_THE TASK_: From the listing below, reproduce word for word the part that opens with the line containing "filename src/imaging/mod.rs" and closes with the line containing "let mut selected: Vec<u32> = ladder"; reproduce nothing else.

# # #

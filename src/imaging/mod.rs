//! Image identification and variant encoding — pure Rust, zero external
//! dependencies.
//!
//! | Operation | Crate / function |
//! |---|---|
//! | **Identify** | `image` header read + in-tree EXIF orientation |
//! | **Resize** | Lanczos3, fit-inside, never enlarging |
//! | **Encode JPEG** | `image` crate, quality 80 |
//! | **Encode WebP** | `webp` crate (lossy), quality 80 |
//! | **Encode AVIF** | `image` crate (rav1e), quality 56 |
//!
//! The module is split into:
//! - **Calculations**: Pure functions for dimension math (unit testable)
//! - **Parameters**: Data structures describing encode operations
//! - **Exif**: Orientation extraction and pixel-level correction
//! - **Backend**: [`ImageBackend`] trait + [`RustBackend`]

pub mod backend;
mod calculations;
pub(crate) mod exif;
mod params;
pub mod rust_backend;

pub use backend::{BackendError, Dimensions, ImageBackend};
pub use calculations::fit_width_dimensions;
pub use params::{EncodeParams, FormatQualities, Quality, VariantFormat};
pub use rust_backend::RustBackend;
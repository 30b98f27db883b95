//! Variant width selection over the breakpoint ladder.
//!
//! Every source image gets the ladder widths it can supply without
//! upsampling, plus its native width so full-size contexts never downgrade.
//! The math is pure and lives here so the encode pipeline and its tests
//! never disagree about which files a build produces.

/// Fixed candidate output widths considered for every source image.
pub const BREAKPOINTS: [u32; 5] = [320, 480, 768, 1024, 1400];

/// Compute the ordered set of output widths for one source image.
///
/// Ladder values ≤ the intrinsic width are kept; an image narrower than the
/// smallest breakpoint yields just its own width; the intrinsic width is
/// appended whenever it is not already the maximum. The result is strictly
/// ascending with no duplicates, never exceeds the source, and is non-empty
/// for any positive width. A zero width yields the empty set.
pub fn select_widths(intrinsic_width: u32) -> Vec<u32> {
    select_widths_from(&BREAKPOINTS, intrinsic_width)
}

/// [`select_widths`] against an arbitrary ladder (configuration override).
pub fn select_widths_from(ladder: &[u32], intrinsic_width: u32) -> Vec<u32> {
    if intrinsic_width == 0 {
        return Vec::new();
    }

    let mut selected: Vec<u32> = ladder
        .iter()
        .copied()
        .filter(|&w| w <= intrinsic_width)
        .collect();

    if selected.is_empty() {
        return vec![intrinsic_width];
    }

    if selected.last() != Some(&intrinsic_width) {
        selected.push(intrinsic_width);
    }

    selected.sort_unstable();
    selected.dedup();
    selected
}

# # #

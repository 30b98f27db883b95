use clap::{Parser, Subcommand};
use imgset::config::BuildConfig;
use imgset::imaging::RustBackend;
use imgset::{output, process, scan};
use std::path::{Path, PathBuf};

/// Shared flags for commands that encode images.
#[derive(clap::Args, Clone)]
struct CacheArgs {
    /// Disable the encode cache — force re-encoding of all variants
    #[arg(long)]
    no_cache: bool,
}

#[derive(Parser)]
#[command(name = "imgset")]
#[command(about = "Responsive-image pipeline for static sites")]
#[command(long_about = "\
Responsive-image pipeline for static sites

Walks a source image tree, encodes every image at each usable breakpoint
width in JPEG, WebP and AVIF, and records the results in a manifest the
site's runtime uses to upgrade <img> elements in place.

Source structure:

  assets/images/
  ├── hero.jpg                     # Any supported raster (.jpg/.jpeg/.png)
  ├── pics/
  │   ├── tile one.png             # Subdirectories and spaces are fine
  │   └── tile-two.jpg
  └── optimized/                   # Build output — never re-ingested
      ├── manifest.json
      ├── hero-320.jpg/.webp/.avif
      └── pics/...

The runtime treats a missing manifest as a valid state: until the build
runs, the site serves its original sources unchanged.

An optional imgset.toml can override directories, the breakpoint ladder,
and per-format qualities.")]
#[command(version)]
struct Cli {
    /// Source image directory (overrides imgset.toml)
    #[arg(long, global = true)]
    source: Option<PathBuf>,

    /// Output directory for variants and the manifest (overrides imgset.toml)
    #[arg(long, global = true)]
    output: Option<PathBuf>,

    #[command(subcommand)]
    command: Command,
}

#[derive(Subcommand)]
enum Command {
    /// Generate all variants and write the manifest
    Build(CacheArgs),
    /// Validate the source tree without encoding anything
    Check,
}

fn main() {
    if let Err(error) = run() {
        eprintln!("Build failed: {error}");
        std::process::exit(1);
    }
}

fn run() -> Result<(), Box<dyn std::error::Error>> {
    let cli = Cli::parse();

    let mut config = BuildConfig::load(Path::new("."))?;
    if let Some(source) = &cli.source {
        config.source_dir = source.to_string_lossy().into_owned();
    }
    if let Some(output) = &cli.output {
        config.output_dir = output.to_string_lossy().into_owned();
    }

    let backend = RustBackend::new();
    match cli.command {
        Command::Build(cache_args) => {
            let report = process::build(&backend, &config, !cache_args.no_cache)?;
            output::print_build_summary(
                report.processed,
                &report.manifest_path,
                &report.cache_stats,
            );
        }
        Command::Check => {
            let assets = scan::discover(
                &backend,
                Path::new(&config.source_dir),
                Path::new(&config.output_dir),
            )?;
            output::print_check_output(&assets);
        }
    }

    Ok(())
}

# # #

_EXERCISE SOLUTION_:
filename src/imaging/mod.rs
//! Image identification and variant encoding — pure Rust, zero external
//! dependencies.
//!
//! | Operation | Crate / function |
//! |---|---|
//! | **Identify** | `image` header read + in-tree EXIF orientation |
//! | **Resize** | Lanczos3, fit-inside, never enlarging |
//! | **Encode JPEG** | `image` crate, quality 80 |
//! | **Encode WebP** | `webp` crate (lossy), quality 80 |
//! | **Encode AVIF** | `image` crate (rav1e), quality 56 |
//!
//! The module is split into:
//! - **Calculations**: Pure functions for dimension math (unit testable)
//! - **Parameters**: Data structures describing encode operations
//! - **Exif**: Orientation extraction and pixel-level correction
//! - **Backend**: [`ImageBackend`] trait + [`RustBackend`]

pub mod backend;
mod calculations;
pub(crate) mod exif;
mod params;
pub mod rust_backend;

pub use backend::{BackendError, Dimensions, ImageBackend};
pub use calculations::fit_width_dimensions;
pub use params::{EncodeParams, FormatQualities, Quality, VariantFormat};
pub use rust_backend::RustBackend;
repository 30b98f27db883b95
//! Variant width selection over the breakpoint ladder.
//!
//! Every source image gets the ladder widths it can supply without
//! upsampling, plus its native width so full-size contexts never downgrade.
//! The math is pure and lives here so the encode pipeline and its tests
//! never disagree about which files a build produces.

/// Fixed candidate output widths considered for every source image.
pub const BREAKPOINTS: [u32; 5] = [320, 480, 768, 1024, 1400];

/// Compute the ordered set of output widths for one source image.
///
/// Ladder values ≤ the intrinsic width are kept; an image narrower than the
/// smallest breakpoint yields just its own width; the intrinsic width is
/// appended whenever it is not already the maximum. The result is strictly
/// ascending with no duplicates, never exceeds the source, and is non-empty
/// for any positive width. A zero width yields the empty set.
pub fn select_widths(intrinsic_width: u32) -> Vec<u32> {
    select_widths_from(&BREAKPOINTS, intrinsic_width)
}

/// [`select_widths`] against an arbitrary ladder (configuration override).
pub fn select_widths_from(ladder: &[u32], intrinsic_width: u32) -> Vec<u32> {
    if intrinsic_width == 0 {
        return Vec::new();
    }

    let mut selected: Vec<u32> = ladder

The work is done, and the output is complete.